(Stored items)
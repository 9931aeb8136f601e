use std::sync::atomic::{AtomicU64, Ordering};
use std::sync::Mutex;
use std::time::Duration;

use async_trait::async_trait;
use chrono::{DateTime, Utc};
use reqwest::Client as HttpClient;
use serde::{Deserialize, Serialize};
use tracing::{debug, info, warn};

use crate::constants::PFL_ADD_SEARCHER_BUNDLE;
use crate::mev::bundle::Bundle;
use crate::types::{RelayResponse, SearcherError};

/// 번들 제출 인터페이스. 테스트/드라이런에서는 mock으로 대체된다.
#[async_trait]
pub trait BundleRelay: Send + Sync {
    async fn submit_bundle(&self, bundle: &Bundle) -> Result<RelayResponse, SearcherError>;
}

/// FastLane 릴레이 클라이언트
///
/// 완성된 번들을 PFL 릴레이에 JSON-RPC 한 번으로 제출한다. 재시도 없음 —
/// 릴레이가 거절한 번들은 논스 재산출과 기회 재검증 없이는 다시 낼 수
/// 없으므로, 재제출 판단은 호출자 몫이다.
pub struct FastLaneClient {
    relay_url: String,
    auth_username: String,
    auth_key: String,
    http: HttpClient,
    stats: RelayStats,
}

/// 제출 통계
#[derive(Debug, Default)]
pub struct RelayStats {
    bundles_submitted: AtomicU64,
    bundles_rejected: AtomicU64,
    last_submission: Mutex<Option<DateTime<Utc>>>,
}

#[derive(Debug, Serialize)]
struct BundleSubmissionRequest {
    jsonrpc: &'static str,
    id: u64,
    method: &'static str,
    params: Vec<Vec<String>>,
}

#[derive(Debug, Deserialize)]
struct BundleSubmissionResponse {
    result: Option<serde_json::Value>,
    error: Option<JsonRpcError>,
}

#[derive(Debug, Deserialize)]
struct JsonRpcError {
    code: i64,
    message: String,
}

impl FastLaneClient {
    pub fn new(
        relay_url: String,
        auth_username: String,
        auth_key: String,
        timeout: Duration,
    ) -> Result<Self, SearcherError> {
        let http = HttpClient::builder()
            .timeout(timeout)
            .build()
            .map_err(|e| SearcherError::Network(format!("HTTP client build failed: {e}")))?;

        info!("🔌 FastLane 릴레이 클라이언트 초기화: {}", relay_url);
        Ok(Self {
            relay_url,
            auth_username,
            auth_key,
            http,
            stats: RelayStats::default(),
        })
    }

    pub fn bundles_submitted(&self) -> u64 {
        self.stats.bundles_submitted.load(Ordering::Relaxed)
    }

    pub fn bundles_rejected(&self) -> u64 {
        self.stats.bundles_rejected.load(Ordering::Relaxed)
    }

    pub fn last_submission(&self) -> Option<DateTime<Utc>> {
        *self.stats.last_submission.lock().unwrap()
    }

    /// 릴레이 응답 본문 해석. HTTP 비성공, JSON-RPC 에러 객체, 깨진
    /// payload는 전부 RelayRejected로 보고한다.
    fn interpret_response(http_success: bool, body: &str) -> Result<RelayResponse, SearcherError> {
        if !http_success {
            return Err(SearcherError::RelayRejected {
                reason: format!("relay returned non-success status: {body}"),
            });
        }

        let parsed: BundleSubmissionResponse =
            serde_json::from_str(body).map_err(|e| SearcherError::RelayRejected {
                reason: format!("malformed relay payload: {e}"),
            })?;

        if let Some(error) = parsed.error {
            return Err(SearcherError::RelayRejected {
                reason: format!("relay error {}: {}", error.code, error.message),
            });
        }

        match parsed.result {
            Some(result) => Ok(RelayResponse { result }),
            None => Err(SearcherError::RelayRejected {
                reason: "relay response carried no result".to_string(),
            }),
        }
    }
}

#[async_trait]
impl BundleRelay for FastLaneClient {
    async fn submit_bundle(&self, bundle: &Bundle) -> Result<RelayResponse, SearcherError> {
        let request = BundleSubmissionRequest {
            jsonrpc: "2.0",
            id: 1,
            method: PFL_ADD_SEARCHER_BUNDLE,
            params: vec![bundle.to_hex_txs()],
        };

        debug!("🚀 번들을 FastLane 릴레이에 제출 중...");
        self.stats.bundles_submitted.fetch_add(1, Ordering::Relaxed);
        *self.stats.last_submission.lock().unwrap() = Some(Utc::now());

        // 도달 불가/타임아웃은 NetworkError. 그 이후의 실패는 전부
        // RelayRejected.
        let response = self
            .http
            .post(&self.relay_url)
            .basic_auth(&self.auth_username, Some(&self.auth_key))
            .json(&request)
            .send()
            .await
            .map_err(|e| SearcherError::Network(format!("relay unreachable: {e}")))?;

        let http_success = response.status().is_success();
        let body = response
            .text()
            .await
            .map_err(|e| SearcherError::Network(format!("relay body read failed: {e}")))?;
        debug!("📨 릴레이 응답: {}", body);

        match Self::interpret_response(http_success, &body) {
            Ok(accepted) => {
                info!("✅ 번들 제출 성공");
                Ok(accepted)
            }
            Err(rejected) => {
                self.stats.bundles_rejected.fetch_add(1, Ordering::Relaxed);
                warn!("❌ 번들 거절: {}", rejected);
                Err(rejected)
            }
        }
    }
}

→ **Exercise brief**
Return the records exactly, character for character.

→ **Output below**
repository 9931aeb8136f601e
use std::sync::atomic::{AtomicU64, Ordering};
use std::sync::Mutex;
use std::time::Duration;

use async_trait::async_trait;
use chrono::{DateTime, Utc};
use reqwest::Client as HttpClient;
use serde::{Deserialize, Serialize};
use tracing::{debug, info, warn};

use crate::constants::PFL_ADD_SEARCHER_BUNDLE;
use crate::mev::bundle::Bundle;
use crate::types::{RelayResponse, SearcherError};

/// 번들 제출 인터페이스. 테스트/드라이런에서는 mock으로 대체된다.
#[async_trait]
pub trait BundleRelay: Send + Sync {
    async fn submit_bundle(&self, bundle: &Bundle) -> Result<RelayResponse, SearcherError>;
}

/// FastLane 릴레이 클라이언트
///
/// 완성된 번들을 PFL 릴레이에 JSON-RPC 한 번으로 제출한다. 재시도 없음 —
/// 릴레이가 거절한 번들은 논스 재산출과 기회 재검증 없이는 다시 낼 수
/// 없으므로, 재제출 판단은 호출자 몫이다.
pub struct FastLaneClient {
    relay_url: String,
    auth_username: String,
    auth_key: String,
    http: HttpClient,
    stats: RelayStats,
}

/// 제출 통계
#[derive(Debug, Default)]
pub struct RelayStats {
    bundles_submitted: AtomicU64,
    bundles_rejected: AtomicU64,
    last_submission: Mutex<Option<DateTime<Utc>>>,
}

#[derive(Debug, Serialize)]
struct BundleSubmissionRequest {
    jsonrpc: &'static str,
    id: u64,
    method: &'static str,
    params: Vec<Vec<String>>,
}

#[derive(Debug, Deserialize)]
struct BundleSubmissionResponse {
    result: Option<serde_json::Value>,
    error: Option<JsonRpcError>,
}

#[derive(Debug, Deserialize)]
struct JsonRpcError {
    code: i64,
    message: String,
}

impl FastLaneClient {
    pub fn new(
        relay_url: String,
        auth_username: String,
        auth_key: String,
        timeout: Duration,
    ) -> Result<Self, SearcherError> {
        let http = HttpClient::builder()
            .timeout(timeout)
            .build()
            .map_err(|e| SearcherError::Network(format!("HTTP client build failed: {e}")))?;

        info!("🔌 FastLane 릴레이 클라이언트 초기화: {}", relay_url);
        Ok(Self {
            relay_url,
            auth_username,
            auth_key,
            http,
            stats: RelayStats::default(),
        })
    }

    pub fn bundles_submitted(&self) -> u64 {
        self.stats.bundles_submitted.load(Ordering::Relaxed)
    }

    pub fn bundles_rejected(&self) -> u64 {
        self.stats.bundles_rejected.load(Ordering::Relaxed)
    }

    pub fn last_submission(&self) -> Option<DateTime<Utc>> {
        *self.stats.last_submission.lock().unwrap()
    }

    /// 릴레이 응답 본문 해석. HTTP 비성공, JSON-RPC 에러 객체, 깨진
    /// payload는 전부 RelayRejected로 보고한다.
    fn interpret_response(http_success: bool, body: &str) -> Result<RelayResponse, SearcherError> {
        if !http_success {
            return Err(SearcherError::RelayRejected {
                reason: format!("relay returned non-success status: {body}"),
            });
        }

        let parsed: BundleSubmissionResponse =
            serde_json::from_str(body).map_err(|e| SearcherError::RelayRejected {
                reason: format!("malformed relay payload: {e}"),
            })?;

        if let Some(error) = parsed.error {
            return Err(SearcherError::RelayRejected {
                reason: format!("relay error {}: {}", error.code, error.message),
            });
        }

        match parsed.result {
            Some(result) => Ok(RelayResponse { result }),
            None => Err(SearcherError::RelayRejected {
                reason: "relay response carried no result".to_string(),
            }),
        }
    }
}

#[async_trait]
impl BundleRelay for FastLaneClient {
    async fn submit_bundle(&self, bundle: &Bundle) -> Result<RelayResponse, SearcherError> {
        let request = BundleSubmissionRequest {
            jsonrpc: "2.0",
            id: 1,
            method: PFL_ADD_SEARCHER_BUNDLE,
            params: vec![bundle.to_hex_txs()],
        };

        debug!("🚀 번들을 FastLane 릴레이에 제출 중...");
        self.stats.bundles_submitted.fetch_add(1, Ordering::Relaxed);
        *self.stats.last_submission.lock().unwrap() = Some(Utc::now());

        // 도달 불가/타임아웃은 NetworkError. 그 이후의 실패는 전부
        // RelayRejected.
        let response = self
            .http
            .post(&self.relay_url)
            .basic_auth(&self.auth_username, Some(&self.auth_key))
            .json(&request)
            .send()
            .await
            .map_err(|e| SearcherError::Network(format!("relay unreachable: {e}")))?;

        let http_success = response.status().is_success();
        let body = response
            .text()
            .await
            .map_err(|e| SearcherError::Network(format!("relay body read failed: {e}")))?;
        debug!("📨 릴레이 응답: {}", body);

        match Self::interpret_response(http_success, &body) {
            Ok(accepted) => {
                info!("✅ 번들 제출 성공");
                Ok(accepted)
            }
            Err(rejected) => {
                self.stats.bundles_rejected.fetch_add(1, Ordering::Relaxed);
                warn!("❌ 번들 거절: {}", rejected);
                Err(rejected)
            }
        }
    }
}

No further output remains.